- [Supplied data]:
______
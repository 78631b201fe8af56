// ==========================================
// 冷链运输监控系统 - 时间线状态机引擎
// ==========================================
// 职责: 运单状态转移判定 + 时间线追加 + 当前状态维护
// 状态机: CREATED → PROCESSING → PICKED_UP → IN_TRANSIT ⇄ AT_RISK
//         → DELIVERED | CANCELLED
// 红线: 终态后不再接受任何事件；seq 在运单临界区内分配
// ==========================================

use crate::domain::timeline::{AdvanceRequest, TimelineEvent};
use crate::domain::types::ShipmentStatus;
use crate::engine::error::{EngineError, EngineResult};
use crate::engine::events::{MonitorEvent, MonitorEventType, OptionalEventPublisher};
use crate::repository::shipment_repo::ShipmentRepository;
use crate::repository::timeline_repo::TimelineRepository;
use chrono::Utc;
use std::sync::Arc;
use tracing::{debug, info};
use uuid::Uuid;

// ==========================================
// TimelineEngine - 时间线状态机
// ==========================================
pub struct TimelineEngine {
    shipment_repo: Arc<ShipmentRepository>,
    timeline_repo: Arc<TimelineRepository>,
    events: OptionalEventPublisher,
}

impl TimelineEngine {
    /// 创建新的 TimelineEngine 实例
    pub fn new(
        shipment_repo: Arc<ShipmentRepository>,
        timeline_repo: Arc<TimelineRepository>,
        events: OptionalEventPublisher,
    ) -> Self {
        Self {
            shipment_repo,
            timeline_repo,
            events,
        }
    }

    // ==========================================
    // 转移合法性判定
    // ==========================================

    /// 状态转移是否合法
    ///
    /// # 规则
    /// - 终态后不允许任何转移
    /// - CANCELLED 可从任何非终态进入
    /// - DELIVERED 只能从 PICKED_UP / IN_TRANSIT / AT_RISK 进入
    /// - IN_TRANSIT → IN_TRANSIT 可重复（在途位置更新）
    /// - AT_RISK 只能从 IN_TRANSIT 进入（在途子状态）
    pub fn is_transition_allowed(from: ShipmentStatus, to: ShipmentStatus) -> bool {
        use ShipmentStatus::*;

        if from.is_terminal() {
            return false;
        }
        if to == Cancelled {
            return true;
        }

        matches!(
            (from, to),
            (Created, Processing)
                | (Processing, PickedUp)
                | (PickedUp, InTransit)
                | (PickedUp, Delivered)
                | (InTransit, InTransit)
                | (InTransit, AtRisk)
                | (AtRisk, InTransit)
                | (InTransit, Delivered)
                | (AtRisk, Delivered)
        )
    }

    // ==========================================
    // 核心操作
    // ==========================================

    /// 推进运单状态并追加时间线事件
    ///
    /// # 参数
    /// - request: 推进请求
    /// - reading_id: 关联读数（告警触发的系统转移时填写）
    ///
    /// # 返回
    /// - Ok(TimelineEvent): 新追加的事件（seq 严格递增）
    /// - Err(ShipmentTerminal): 运单已有终态事件
    /// - Err(IllegalTransition): 目标状态不可达
    ///
    /// # 并发
    /// - 调用方必须持有该运单的独占临界区（ShipmentLocks），
    ///   否则 seq 分配可能碰撞
    pub async fn advance(
        &self,
        request: &AdvanceRequest,
        reading_id: Option<&str>,
    ) -> EngineResult<TimelineEvent> {
        let shipment = self
            .shipment_repo
            .find_by_id(&request.shipment_id)?
            .ok_or_else(|| EngineError::ShipmentNotFound {
                shipment_id: request.shipment_id.clone(),
            })?;

        // === 步骤 1: 终态检查 ===
        if shipment.status.is_terminal() || self.timeline_repo.has_terminal(&shipment.shipment_id)? {
            return Err(EngineError::ShipmentTerminal {
                shipment_id: shipment.shipment_id,
            });
        }

        // === 步骤 2: 转移合法性 ===
        if !Self::is_transition_allowed(shipment.status, request.new_status) {
            return Err(EngineError::IllegalTransition {
                from: shipment.status,
                to: request.new_status,
            });
        }

        // === 步骤 3: 分配序号并追加 ===
        let now = Utc::now();
        let seq = self.timeline_repo.next_seq(&shipment.shipment_id)?;
        let event = TimelineEvent {
            event_id: Uuid::new_v4().to_string(),
            shipment_id: shipment.shipment_id.clone(),
            seq,
            status: request.new_status,
            location: request.location.clone(),
            occurred_at: request.occurred_at.unwrap_or(now),
            reading_id: reading_id.map(|s| s.to_string()),
            note: request.note.clone(),
            created_at: now,
        };
        self.timeline_repo.append(&event)?;

        // === 步骤 4: 更新运单当前状态 ===
        self.shipment_repo
            .update_status(&shipment.shipment_id, request.new_status, now)?;

        info!(
            shipment_id = %shipment.shipment_id,
            seq = seq,
            from = %shipment.status,
            to = %request.new_status,
            "运单状态推进"
        );

        // === 步骤 5: 终态事件通知 ===
        if request.new_status.is_terminal() {
            self.events.publish(MonitorEvent::shipment(
                &shipment.shipment_id,
                MonitorEventType::ShipmentTerminal,
                event.occurred_at,
            ));
        } else {
            debug!(
                shipment_id = %shipment.shipment_id,
                status = %request.new_status,
                "非终态转移，不发布终态事件"
            );
        }

        Ok(event)
    }
}

#[cfg(test)]
mod tests {
    use super::*;

    #[test]
    fn test_transition_graph_forward_path() {
        use ShipmentStatus::*;

        assert!(TimelineEngine::is_transition_allowed(Created, Processing));
        assert!(TimelineEngine::is_transition_allowed(Processing, PickedUp));
        assert!(TimelineEngine::is_transition_allowed(PickedUp, InTransit));
        assert!(TimelineEngine::is_transition_allowed(InTransit, InTransit));
        assert!(TimelineEngine::is_transition_allowed(InTransit, Delivered));
        assert!(TimelineEngine::is_transition_allowed(PickedUp, Delivered));
    }

    #[test]
    fn test_transition_graph_risk_substate() {
        use ShipmentStatus::*;

        assert!(TimelineEngine::is_transition_allowed(InTransit, AtRisk));
        assert!(TimelineEngine::is_transition_allowed(AtRisk, InTransit));
        assert!(TimelineEngine::is_transition_allowed(AtRisk, Delivered));

        // AT_RISK 只能从在途进入
        assert!(!TimelineEngine::is_transition_allowed(Created, AtRisk));
        assert!(!TimelineEngine::is_transition_allowed(PickedUp, AtRisk));
    }

    #[test]
    fn test_transition_graph_cancel_from_any_nonterminal() {
        use ShipmentStatus::*;

        for from in [Created, Processing, PickedUp, InTransit, AtRisk] {
            assert!(TimelineEngine::is_transition_allowed(from, Cancelled));
        }
    }

    #[test]
    fn test_transition_graph_terminal_rejects_all() {
        use ShipmentStatus::*;

        for to in [Created, Processing, PickedUp, InTransit, AtRisk, Delivered, Cancelled] {
            assert!(!TimelineEngine::is_transition_allowed(Delivered, to));
            assert!(!TimelineEngine::is_transition_allowed(Cancelled, to));
        }
    }

    #[test]
    fn test_transition_graph_illegal_jumps() {
        use ShipmentStatus::*;

        assert!(!TimelineEngine::is_transition_allowed(Created, InTransit));
        assert!(!TimelineEngine::is_transition_allowed(Created, Delivered));
        assert!(!TimelineEngine::is_transition_allowed(Processing, Delivered));
        assert!(!TimelineEngine::is_transition_allowed(InTransit, PickedUp));
    }
}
______
- [What needs to be done]: Write the listing out again, matching every line exactly.

- [Solution]:
repository 78631b201fe8af56
// ==========================================
// 冷链运输监控系统 - 时间线状态机引擎
// ==========================================
// 职责: 运单状态转移判定 + 时间线追加 + 当前状态维护
// 状态机: CREATED → PROCESSING → PICKED_UP → IN_TRANSIT ⇄ AT_RISK
//         → DELIVERED | CANCELLED
// 红线: 终态后不再接受任何事件；seq 在运单临界区内分配
// ==========================================

use crate::domain::timeline::{AdvanceRequest, TimelineEvent};
use crate::domain::types::ShipmentStatus;
use crate::engine::error::{EngineError, EngineResult};
use crate::engine::events::{MonitorEvent, MonitorEventType, OptionalEventPublisher};
use crate::repository::shipment_repo::ShipmentRepository;
use crate::repository::timeline_repo::TimelineRepository;
use chrono::Utc;
use std::sync::Arc;
use tracing::{debug, info};
use uuid::Uuid;

// ==========================================
// TimelineEngine - 时间线状态机
// ==========================================
pub struct TimelineEngine {
    shipment_repo: Arc<ShipmentRepository>,
    timeline_repo: Arc<TimelineRepository>,
    events: OptionalEventPublisher,
}

impl TimelineEngine {
    /// 创建新的 TimelineEngine 实例
    pub fn new(
        shipment_repo: Arc<ShipmentRepository>,
        timeline_repo: Arc<TimelineRepository>,
        events: OptionalEventPublisher,
    ) -> Self {
        Self {
            shipment_repo,
            timeline_repo,
            events,
        }
    }

    // ==========================================
    // 转移合法性判定
    // ==========================================

    /// 状态转移是否合法
    ///
    /// # 规则
    /// - 终态后不允许任何转移
    /// - CANCELLED 可从任何非终态进入
    /// - DELIVERED 只能从 PICKED_UP / IN_TRANSIT / AT_RISK 进入
    /// - IN_TRANSIT → IN_TRANSIT 可重复（在途位置更新）
    /// - AT_RISK 只能从 IN_TRANSIT 进入（在途子状态）
    pub fn is_transition_allowed(from: ShipmentStatus, to: ShipmentStatus) -> bool {
        use ShipmentStatus::*;

        if from.is_terminal() {
            return false;
        }
        if to == Cancelled {
            return true;
        }

        matches!(
            (from, to),
            (Created, Processing)
                | (Processing, PickedUp)
                | (PickedUp, InTransit)
                | (PickedUp, Delivered)
                | (InTransit, InTransit)
                | (InTransit, AtRisk)
                | (AtRisk, InTransit)
                | (InTransit, Delivered)
                | (AtRisk, Delivered)
        )
    }

    // ==========================================
    // 核心操作
    // ==========================================

    /// 推进运单状态并追加时间线事件
    ///
    /// # 参数
    /// - request: 推进请求
    /// - reading_id: 关联读数（告警触发的系统转移时填写）
    ///
    /// # 返回
    /// - Ok(TimelineEvent): 新追加的事件（seq 严格递增）
    /// - Err(ShipmentTerminal): 运单已有终态事件
    /// - Err(IllegalTransition): 目标状态不可达
    ///
    /// # 并发
    /// - 调用方必须持有该运单的独占临界区（ShipmentLocks），
    ///   否则 seq 分配可能碰撞
    pub async fn advance(
        &self,
        request: &AdvanceRequest,
        reading_id: Option<&str>,
    ) -> EngineResult<TimelineEvent> {
        let shipment = self
            .shipment_repo
            .find_by_id(&request.shipment_id)?
            .ok_or_else(|| EngineError::ShipmentNotFound {
                shipment_id: request.shipment_id.clone(),
            })?;

        // === 步骤 1: 终态检查 ===
        if shipment.status.is_terminal() || self.timeline_repo.has_terminal(&shipment.shipment_id)? {
            return Err(EngineError::ShipmentTerminal {
                shipment_id: shipment.shipment_id,
            });
        }

        // === 步骤 2: 转移合法性 ===
        if !Self::is_transition_allowed(shipment.status, request.new_status) {
            return Err(EngineError::IllegalTransition {
                from: shipment.status,
                to: request.new_status,
            });
        }

        // === 步骤 3: 分配序号并追加 ===
        let now = Utc::now();
        let seq = self.timeline_repo.next_seq(&shipment.shipment_id)?;
        let event = TimelineEvent {
            event_id: Uuid::new_v4().to_string(),
            shipment_id: shipment.shipment_id.clone(),
            seq,
            status: request.new_status,
            location: request.location.clone(),
            occurred_at: request.occurred_at.unwrap_or(now),
            reading_id: reading_id.map(|s| s.to_string()),
            note: request.note.clone(),
            created_at: now,
        };
        self.timeline_repo.append(&event)?;

        // === 步骤 4: 更新运单当前状态 ===
        self.shipment_repo
            .update_status(&shipment.shipment_id, request.new_status, now)?;

        info!(
            shipment_id = %shipment.shipment_id,
            seq = seq,
            from = %shipment.status,
            to = %request.new_status,
            "运单状态推进"
        );

        // === 步骤 5: 终态事件通知 ===
        if request.new_status.is_terminal() {
            self.events.publish(MonitorEvent::shipment(
                &shipment.shipment_id,
                MonitorEventType::ShipmentTerminal,
                event.occurred_at,
            ));
        } else {
            debug!(
                shipment_id = %shipment.shipment_id,
                status = %request.new_status,
                "非终态转移，不发布终态事件"
            );
        }

        Ok(event)
    }
}

#[cfg(test)]
mod tests {
    use super::*;

    #[test]
    fn test_transition_graph_forward_path() {
        use ShipmentStatus::*;

        assert!(TimelineEngine::is_transition_allowed(Created, Processing));
        assert!(TimelineEngine::is_transition_allowed(Processing, PickedUp));
        assert!(TimelineEngine::is_transition_allowed(PickedUp, InTransit));
        assert!(TimelineEngine::is_transition_allowed(InTransit, InTransit));
        assert!(TimelineEngine::is_transition_allowed(InTransit, Delivered));
        assert!(TimelineEngine::is_transition_allowed(PickedUp, Delivered));
    }

    #[test]
    fn test_transition_graph_risk_substate() {
        use ShipmentStatus::*;

        assert!(TimelineEngine::is_transition_allowed(InTransit, AtRisk));
        assert!(TimelineEngine::is_transition_allowed(AtRisk, InTransit));
        assert!(TimelineEngine::is_transition_allowed(AtRisk, Delivered));

        // AT_RISK 只能从在途进入
        assert!(!TimelineEngine::is_transition_allowed(Created, AtRisk));
        assert!(!TimelineEngine::is_transition_allowed(PickedUp, AtRisk));
    }

    #[test]
    fn test_transition_graph_cancel_from_any_nonterminal() {
        use ShipmentStatus::*;

        for from in [Created, Processing, PickedUp, InTransit, AtRisk] {
            assert!(TimelineEngine::is_transition_allowed(from, Cancelled));
        }
    }

    #[test]
    fn test_transition_graph_terminal_rejects_all() {
        use ShipmentStatus::*;

        for to in [Created, Processing, PickedUp, InTransit, AtRisk, Delivered, Cancelled] {
            assert!(!TimelineEngine::is_transition_allowed(Delivered, to));
            assert!(!TimelineEngine::is_transition_allowed(Cancelled, to));
        }
    }

    #[test]
    fn test_transition_graph_illegal_jumps() {
        use ShipmentStatus::*;

        assert!(!TimelineEngine::is_transition_allowed(Created, InTransit));
        assert!(!TimelineEngine::is_transition_allowed(Created, Delivered));
        assert!(!TimelineEngine::is_transition_allowed(Processing, Delivered));
        assert!(!TimelineEngine::is_transition_allowed(InTransit, PickedUp));
    }
}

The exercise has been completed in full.